Go through the data line by line. Copy each one holding the string "struct".
*** The records Section Begins ***
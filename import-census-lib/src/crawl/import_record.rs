use chrono::{DateTime, Utc};
use serde::{Deserialize, Serialize};

/// One library imported by one file of one repository.
#[derive(Debug, Clone, PartialEq, Eq, Serialize, Deserialize)]
pub struct ImportRecord {
    pub library: String,

    #[serde(rename = "repo")]
    pub repository: String,

    /// Path relative to the repository root, `/`-separated
    pub file_path: String,

    #[serde(rename = "fetch_date")]
    pub fetched_at: DateTime<Utc>,

    #[serde(rename = "last_updated")]
    pub repository_last_updated: DateTime<Utc>,
}
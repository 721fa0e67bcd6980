//! Command dispatch logic for import-census

use super::{
    AnalyzeArgs, CrawlArgs, DiscoverArgs, InitArgs, ReportArgs, ValidateArgs, init_config, process_analyze, process_crawl,
    process_discover, process_report, validate_config,
};
use crate::{Host, Result};
use clap::builder::Styles;
use clap::builder::styling::{AnsiColor, Effects};
use clap::{Parser, Subcommand};

const CLAP_STYLES: Styles = Styles::styled()
    .header(AnsiColor::Green.on_default().effects(Effects::BOLD))
    .usage(AnsiColor::Green.on_default().effects(Effects::BOLD))
    .literal(AnsiColor::Cyan.on_default().effects(Effects::BOLD))
    .placeholder(AnsiColor::Cyan.on_default());

#[derive(Parser, Debug)]
#[command(name = "import-census", version, author, long_about = None)]
#[command(about = "Sample public repositories and count the libraries they import")]
#[command(styles = CLAP_STYLES)]
struct Cli {
    #[command(subcommand)]
    command: CensusSubcommand,
}

#[derive(Subcommand, Debug)]
enum CensusSubcommand {
    /// Run one pass: top up the repository queue, then analyze a batch
    Crawl(Box<CrawlArgs>),
    /// Sample new repositories without analyzing any
    Discover(Box<DiscoverArgs>),
    /// Analyze queued repositories without searching for more
    Analyze(Box<AnalyzeArgs>),
    /// Aggregate import records into library counts
    Report(ReportArgs),
    /// Generate a default configuration file
    Init(InitArgs),
    /// Validate a configuration file
    Validate(ValidateArgs),
}

/// Dispatch command-line arguments to the appropriate handler
///
/// # Errors
///
/// Returns an error if command parsing fails or if the executed command fails
pub async fn run<I, T, H>(host: &mut H, args: I) -> Result<()>
where
    I: IntoIterator<Item = T>,
    T: Into<std::ffi::OsString> + Clone,
    H: Host,
{
    match &Cli::parse_from(args).command {
        CensusSubcommand::Crawl(crawl_args) => process_crawl(host, crawl_args).await,
        CensusSubcommand::Discover(discover_args) => process_discover(host, discover_args).await,
        CensusSubcommand::Analyze(analyze_args) => process_analyze(host, analyze_args).await,
        CensusSubcommand::Report(report_args) => process_report(host, report_args),
        CensusSubcommand::Init(init_args) => init_config(host, init_args),
        CensusSubcommand::Validate(validate_args) => validate_config(host, validate_args),
    }
}
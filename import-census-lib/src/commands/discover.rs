use super::Host;
use super::common::{CommonArgs, Session};
use crate::Result;
use crate::crawl::discovery::{Sampler, SamplingStrategy};
use clap::Parser;
use rand::SeedableRng;
use rand::rngs::StdRng;
use std::io::Write;
use std::sync::Arc;

#[derive(Parser, Debug)]
pub struct DiscoverArgs {
    #[command(flatten)]
    pub common: CommonArgs,

    /// Repositories to discover (default is `repos_to_find`)
    #[arg(long, value_name = "N")]
    pub count: Option<usize>,

    /// How candidate repositories are sampled (overrides `strategy`)
    #[arg(long, value_name = "STRATEGY")]
    pub strategy: Option<SamplingStrategy>,

    /// Seed for repeatable sampling
    #[arg(long, value_name = "SEED")]
    pub seed: Option<u64>,
}

/// Add new repositories to the discovery log without analyzing any
pub async fn process_discover<H: Host>(host: &mut H, args: &DiscoverArgs) -> Result<()> {
    let mut session = Session::open(&args.common)?;
    let config = &session.config;

    let count = args.count.unwrap_or(config.repos_to_find);
    let strategy = args.strategy.unwrap_or(config.strategy);
    let rng = args.seed.map_or_else(StdRng::from_os_rng, StdRng::seed_from_u64);

    let mut sampler = Sampler::new(&session.client, strategy, config.discovery_filters(), rng, Arc::clone(&session.clock))
        .with_attempt_delay(config.attempt_delay);
    let report = sampler.sample(count, &mut session.store).await?;

    let _ = writeln!(
        host.output(),
        "Found {}/{count} new repositories in {} attempts",
        report.found.len(),
        report.attempts
    );
    for name in &report.found {
        let _ = writeln!(host.output(), "  {name}");
    }
    if let Some(e) = report.halted_by {
        let _ = writeln!(host.error(), "Search stopped early: {e}");
    }

    Ok(())
}
//! The incremental discover-and-analyze pipeline
//!
//! Each invocation makes one bounded pass: it tops up the queue of discovered
//! repositories through the search API when it runs low, then analyzes a few of
//! the oldest unprocessed ones. All progress is appended to plain files, so a pass
//! killed at any point loses at most the repository it was working on.

pub mod analysis;
pub mod clock;
pub mod discovery;
mod import_record;
mod orchestrator;
pub mod quota;
mod record_sink;
mod repository_handle;
mod state_store;

pub use import_record::ImportRecord;
pub use orchestrator::{CrawlSettings, Orchestrator, Phase, RunSummary, StopReason};
pub use record_sink::{JsonlSink, RecordSink};
pub use repository_handle::{RepositoryHandle, default_url};
pub use state_store::CrawlStateStore;
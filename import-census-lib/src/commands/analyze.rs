use super::Host;
use super::common::{CommonArgs, Session};
use super::crawl::run_pass;
use crate::Result;
use clap::Parser;
use std::io::Write;

#[derive(Parser, Debug)]
pub struct AnalyzeArgs {
    #[command(flatten)]
    pub common: CommonArgs,

    /// Repositories to analyze (default is `repos_to_process`)
    #[arg(long, value_name = "N")]
    pub count: Option<usize>,
}

/// Analyze queued repositories without running discovery
pub async fn process_analyze<H: Host>(host: &mut H, args: &AnalyzeArgs) -> Result<()> {
    let session = Session::open(&args.common)?;

    let mut settings = session.config.crawl_settings();
    settings.repos_to_process = args.count.unwrap_or(settings.repos_to_process);
    // an empty buffer requirement is always met, so the pass never searches
    settings.buffer = 0;

    let strategy = session.config.strategy;
    let summary = run_pass(session, settings, strategy, None).await?;

    let _ = writeln!(host.output(), "{summary}");
    Ok(())
}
*** The records Section Ends ***
> Solution for this exercise
pub struct ImportRecord {
struct Cli {
pub struct DiscoverArgs {
pub struct AnalyzeArgs {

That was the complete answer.